TensorFlow

What is TensorFlow?

TensorFlow is an open source framework for machine learning. It has a comprehensive ecosystem of tools, libraries, and community resources that lets developers easily build and deploy ML-powered applications, and researchers innovate in ML. It can be used across a range of tasks, but is particularly focused on training and inference of deep neural networks.

TensorFlow was originally developed by researchers and engineers working on the Google Brain team to conduct machine learning (ML) and deep neural networks research. The system is general enough to be applicable in a wide variety of other domains. The name “TensorFlow” derives from the operations that neural networks/ deep learning perform on multidimensional data arrays, also known as tensors. It was released under the Apache License 2.0 in 2015.

The single biggest benefit TensorFlow provides for machine learning development is abstraction. Instead of dealing with the nitty-gritty details of implementing algorithms, or figuring out ways to hitch the output of one function to the input of another, the data scientist can focus on the overall logic of the application. TensorFlow takes care of the details behind the scenes.

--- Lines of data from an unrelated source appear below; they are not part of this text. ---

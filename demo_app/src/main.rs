//! Crate drop demo
//!
//! Runs headless: random crates fall onto a static floor, a sensor area logs
//! the crates passing through it, and after a while the engine navigates to a
//! second scene where two overlapping walls push each other apart.
//!
//! Settings are read from `crate_drop.toml` when present.

mod behaviors;

use behaviors::{Block, Gravity, QuitAfter, SceneTimer, TriggerLog};
use rand::prelude::*;
use scene_engine::foundation::logging;
use scene_engine::physics::Rect;
use scene_engine::prelude::*;

const CONFIG_PATH: &str = "crate_drop.toml";
const CRATE_COUNT: usize = 12;
const CRATE_SIZE: f32 = 16.0;
const FLOOR_Y: f32 = 400.0;
const SWITCH_AFTER_FRAMES: u64 = 240;

/// Canvas that only counts what it is asked to draw
#[derive(Default)]
struct CountingCanvas {
    filled: u64,
    stroked: u64,
}

impl Canvas for CountingCanvas {
    fn fill_rect(&mut self, _rect: Rect, _color: Color) {
        self.filled += 1;
    }

    fn stroke_rect(&mut self, _rect: Rect, _color: Color, _line_width: f32) {
        self.stroked += 1;
    }
}

struct CrateDropApp {
    crates: Vec<NodeId>,
    sensor: Option<NodeId>,
    walls: Vec<NodeId>,
}

impl CrateDropApp {
    fn new() -> Self {
        Self {
            crates: Vec::new(),
            sensor: None,
            walls: Vec::new(),
        }
    }

    fn build_playground(&mut self, engine: &mut Engine) -> Result<NodeId, AppError> {
        let root = engine.root();
        let graph = engine.graph_mut();
        let mut rng = thread_rng();

        let floor_size = vec2(640.0, 20.0);
        let floor = graph.create_body(
            vec2(0.0, FLOOR_Y),
            CollisionBody::fixed(CollisionShape::rectangle(Vec2::zeros(), floor_size.x, floor_size.y)),
        );
        graph.set_behavior(floor, Block::new(floor_size, Color::rgba(0.4, 0.4, 0.4, 1.0)))?;
        graph.add_child(root, floor)?;

        // Crates live under a container so the whole pile can be shifted at once
        let pile = graph.create_node(vec2(32.0, 0.0));
        graph.add_child(root, pile)?;
        for _ in 0..CRATE_COUNT {
            let position = vec2(rng.gen_range(0.0..560.0), rng.gen_range(-300.0..100.0));
            let shape = CollisionShape::rectangle(Vec2::zeros(), CRATE_SIZE, CRATE_SIZE);
            let body = graph.create_body(position, CollisionBody::dynamic(shape));
            let color = Color::rgba(rng.gen_range(0.5..1.0), rng.gen_range(0.3..0.6), 0.1, 1.0);
            let gravity = Gravity::new(
                rng.gen_range(300.0..600.0),
                400.0,
                vec2(CRATE_SIZE, CRATE_SIZE),
                color,
            );
            graph.set_behavior(body, gravity)?;
            graph.add_child(pile, body)?;
            self.crates.push(body);
        }

        // Sensor band just above the floor, on its own layer plus the default one
        let layers = CollisionLayers::with_layers(&[1, 2])?;
        let sensor = graph.create_body(
            vec2(0.0, FLOOR_Y - 40.0),
            CollisionBody::area(CollisionShape::rectangle(Vec2::zeros(), 640.0, 30.0)).with_layers(layers),
        );
        graph.set_behavior(sensor, TriggerLog::new("sensor"))?;
        graph.add_child(root, sensor)?;
        self.sensor = Some(sensor);

        log::info!(
            "Playground ready: {} crates, {} nodes in graph",
            self.crates.len(),
            graph.len()
        );
        Ok(root)
    }

    fn build_wall_scene(&mut self, engine: &mut Engine) -> Result<NodeId, AppError> {
        let graph = engine.graph_mut();
        let scene = graph.create_node(Vec2::zeros());
        graph.set_behavior(scene, QuitAfter::new(60))?;

        let size = vec2(100.0, 100.0);
        for x in [0.0, 60.0] {
            let wall = graph.create_body(
                vec2(x, 0.0),
                CollisionBody::fixed(CollisionShape::rectangle(Vec2::zeros(), size.x, size.y)),
            );
            graph.set_behavior(wall, Block::new(size, Color::WHITE))?;
            graph.add_child(scene, wall)?;
            self.walls.push(wall);
        }
        Ok(scene)
    }
}

impl Application for CrateDropApp {
    fn initialize(&mut self, engine: &mut Engine) -> Result<(), AppError> {
        log::info!("Building scenes...");
        let playground = self.build_playground(engine)?;
        let walls = self.build_wall_scene(engine)?;
        engine
            .graph_mut()
            .set_behavior(playground, SceneTimer::new(walls, SWITCH_AFTER_FRAMES))?;
        Ok(())
    }

    fn update(&mut self, engine: &mut Engine, stats: &FrameStats) -> Result<(), AppError> {
        for pair in engine.collisions().collisions_entered() {
            log::trace!("Contact started: {:?} <-> {:?}", pair.a, pair.b);
        }

        if stats.frame % 60 == 0 {
            let in_sensor = match self.sensor {
                Some(sensor) if engine.graph().contains(sensor) => {
                    engine.graph().colliding_bodies(sensor)?.len()
                }
                _ => 0,
            };
            log::info!(
                "Frame {}: {} contacts, {} pairs tested, {} filtered, {} in sensor, update {}us, collide {}us",
                stats.frame,
                stats.collisions.contacts,
                stats.collisions.pairs_tested,
                stats.collisions.pairs_filtered,
                in_sensor,
                stats.update_micros,
                stats.collision_micros,
            );
        }
        Ok(())
    }

    fn cleanup(&mut self, engine: &mut Engine) {
        let graph = engine.graph();
        let resting = self
            .crates
            .iter()
            .filter_map(|&id| graph.global_position(id).ok())
            .filter(|position| position.y + CRATE_SIZE >= FLOOR_Y - 1.0)
            .count();
        log::info!("{} of {} crates ended on the floor", resting, self.crates.len());

        for &wall in &self.walls {
            if let Ok(position) = graph.position(wall) {
                log::info!("Wall {:?} settled at ({:.1}, {:.1})", wall, position.x, position.y);
            }
        }
    }
}

fn main() -> Result<(), Box<dyn std::error::Error>> {
    let mut config = EngineConfig::load_or_default(CONFIG_PATH)?;
    if config.max_frames.is_none() {
        config.max_frames = Some(600);
    }
    if config.fixed_delta.is_none() {
        config.fixed_delta = Some(1.0 / 60.0);
    }

    logging::init_with_filter(&config.log_filter);

    log::info!("Starting crate drop demo");

    let mut app = CrateDropApp::new();
    let mut canvas = CountingCanvas::default();
    match Engine::run(config, &mut app, &mut canvas) {
        Ok(()) => {
            log::info!(
                "Crate drop demo completed ({} fills, {} outlines drawn)",
                canvas.filled,
                canvas.stroked
            );
            Ok(())
        }
        Err(e) => {
            log::error!("Crate drop demo failed: {}", e);
            Err(e.into())
        }
    }
}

TensorFlow allows data scientists to create dataflow graphs - structures that describe how data moves through a graph, or a series of processing nodes. Each node in the graph represents a mathematical operation, and each connection or edge between nodes is a tensor/ multidimensional data array.

Abstraction of TensorFlow dataflow graphs

Tensorflow abstract graph
Tensorflow abstract graph

Source: Towards Data Science

TensorFlow provides all of this for the data scientist by way of the Python language (C++ is also supported). Nodes and tensors in TensorFlow are Python objects, and TensorFlow applications are themselves Python applications. The actual math operations, however, are written as high-performance C++ binaries. Python just directs traffic between the pieces, and provides high-level programming abstractions to hook them together.

TensorFlow applications can be run on most any target that’s convenient: a local machine, a cluster in the cloud, iOS and Android devices, CPUs or GPUs. Google Cloud Platform recently introduced TensorFlow Processing Unit (TPU) silicon for further acceleration. The resulting models created by TensorFlow, though, can be deployed on most any device where they will be used to serve predictions.

As TensorFlow’s market share among research papers was declining to the advantages of PyTorch, the TensorFlow team announced a release of a new major version of the library in September 2019. TensorFlow 2.0 introduced many changes, the most significant being TensorFlow eager execution, which changed the automatic differentiation scheme from the static computational graph, to the “Define-by-Run” scheme originally made popular by PyTorch. Other major changes included removal of old libraries, cross-compatibility between trained models on different versions of TensorFlow, and significant improvements to the performance on GPUs. Also support for TensorFlow Lite makes it possible to deploy models on a greater variety of platforms.